● **What the task asks**: For this task, every record below must be reproduced exactly.

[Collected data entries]
<<<<

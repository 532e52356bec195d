//! Configuration for the Taskmill engine.
//!
//! Loaded from a TOML file; every section falls back to defaults so a
//! missing or partial file never blocks startup.

use std::path::Path;

use serde::{Deserialize, Serialize};
use tracing::{info, warn};

use crate::error::{CoreError, Result};

/// Top-level configuration.
#[derive(Debug, Clone, Serialize, Deserialize, Default)]
pub struct MillConfig {
    #[serde(default)]
    pub engine: EngineConfig,
    #[serde(default)]
    pub store: StoreConfig,
}

impl MillConfig {
    /// Load configuration from a TOML file.
    pub fn load(path: &Path) -> Result<Self> {
        let content = std::fs::read_to_string(path)?;
        let config: MillConfig =
            toml::from_str(&content).map_err(|e| CoreError::Config(e.to_string()))?;
        info!("Configuration loaded from {}", path.display());
        Ok(config)
    }

    /// Load configuration, falling back to defaults if the file is missing
    /// or unparseable.
    pub fn load_or_default(path: &Path) -> Self {
        match Self::load(path) {
            Ok(config) => config,
            Err(e) => {
                warn!(
                    "Failed to load config from {}: {}. Using defaults.",
                    path.display(),
                    e
                );
                Self::default()
            }
        }
    }

    /// Save the current configuration to a TOML file.
    pub fn save(&self, path: &Path) -> Result<()> {
        if let Some(parent) = path.parent() {
            std::fs::create_dir_all(parent)?;
        }
        let content =
            toml::to_string_pretty(self).map_err(|e| CoreError::Config(e.to_string()))?;
        std::fs::write(path, content)?;
        info!("Configuration saved to {}", path.display());
        Ok(())
    }
}

/// Engine settings.
#[derive(Debug, Clone, Serialize, Deserialize)]
#[serde(default)]
pub struct EngineConfig {
    /// Path to the JSON task manifest.
    pub manifest_path: String,
    /// Manifest poll interval in seconds (live reload).
    pub manifest_poll_secs: u64,
    /// Group assigned to tasks that declare none.
    pub default_group: String,
}

impl Default for EngineConfig {
    fn default() -> Self {
        Self {
            manifest_path: "tasks.json".to_string(),
            manifest_poll_secs: 1,
            default_group: "Default".to_string(),
        }
    }
}

/// Persisted parameter store settings.
#[derive(Debug, Clone, Serialize, Deserialize)]
#[serde(default)]
pub struct StoreConfig {
    /// Path of the JSON file backing persisted parameters.
    pub path: String,
}

impl Default for StoreConfig {
    fn default() -> Self {
        Self {
            path: "taskmill-params.json".to_string(),
        }
    }
}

>>>>

● **Solution**:
repository 532e52356bec195d
//! Configuration for the Taskmill engine.
//!
//! Loaded from a TOML file; every section falls back to defaults so a
//! missing or partial file never blocks startup.

use std::path::Path;

use serde::{Deserialize, Serialize};
use tracing::{info, warn};

use crate::error::{CoreError, Result};

/// Top-level configuration.
#[derive(Debug, Clone, Serialize, Deserialize, Default)]
pub struct MillConfig {
    #[serde(default)]
    pub engine: EngineConfig,
    #[serde(default)]
    pub store: StoreConfig,
}

impl MillConfig {
    /// Load configuration from a TOML file.
    pub fn load(path: &Path) -> Result<Self> {
        let content = std::fs::read_to_string(path)?;
        let config: MillConfig =
            toml::from_str(&content).map_err(|e| CoreError::Config(e.to_string()))?;
        info!("Configuration loaded from {}", path.display());
        Ok(config)
    }

    /// Load configuration, falling back to defaults if the file is missing
    /// or unparseable.
    pub fn load_or_default(path: &Path) -> Self {
        match Self::load(path) {
            Ok(config) => config,
            Err(e) => {
                warn!(
                    "Failed to load config from {}: {}. Using defaults.",
                    path.display(),
                    e
                );
                Self::default()
            }
        }
    }

    /// Save the current configuration to a TOML file.
    pub fn save(&self, path: &Path) -> Result<()> {
        if let Some(parent) = path.parent() {
            std::fs::create_dir_all(parent)?;
        }
        let content =
            toml::to_string_pretty(self).map_err(|e| CoreError::Config(e.to_string()))?;
        std::fs::write(path, content)?;
        info!("Configuration saved to {}", path.display());
        Ok(())
    }
}

/// Engine settings.
#[derive(Debug, Clone, Serialize, Deserialize)]
#[serde(default)]
pub struct EngineConfig {
    /// Path to the JSON task manifest.
    pub manifest_path: String,
    /// Manifest poll interval in seconds (live reload).
    pub manifest_poll_secs: u64,
    /// Group assigned to tasks that declare none.
    pub default_group: String,
}

impl Default for EngineConfig {
    fn default() -> Self {
        Self {
            manifest_path: "tasks.json".to_string(),
            manifest_poll_secs: 1,
            default_group: "Default".to_string(),
        }
    }
}

/// Persisted parameter store settings.
#[derive(Debug, Clone, Serialize, Deserialize)]
#[serde(default)]
pub struct StoreConfig {
    /// Path of the JSON file backing persisted parameters.
    pub path: String,
}

impl Default for StoreConfig {
    fn default() -> Self {
        Self {
            path: "taskmill-params.json".to_string(),
        }
    }
}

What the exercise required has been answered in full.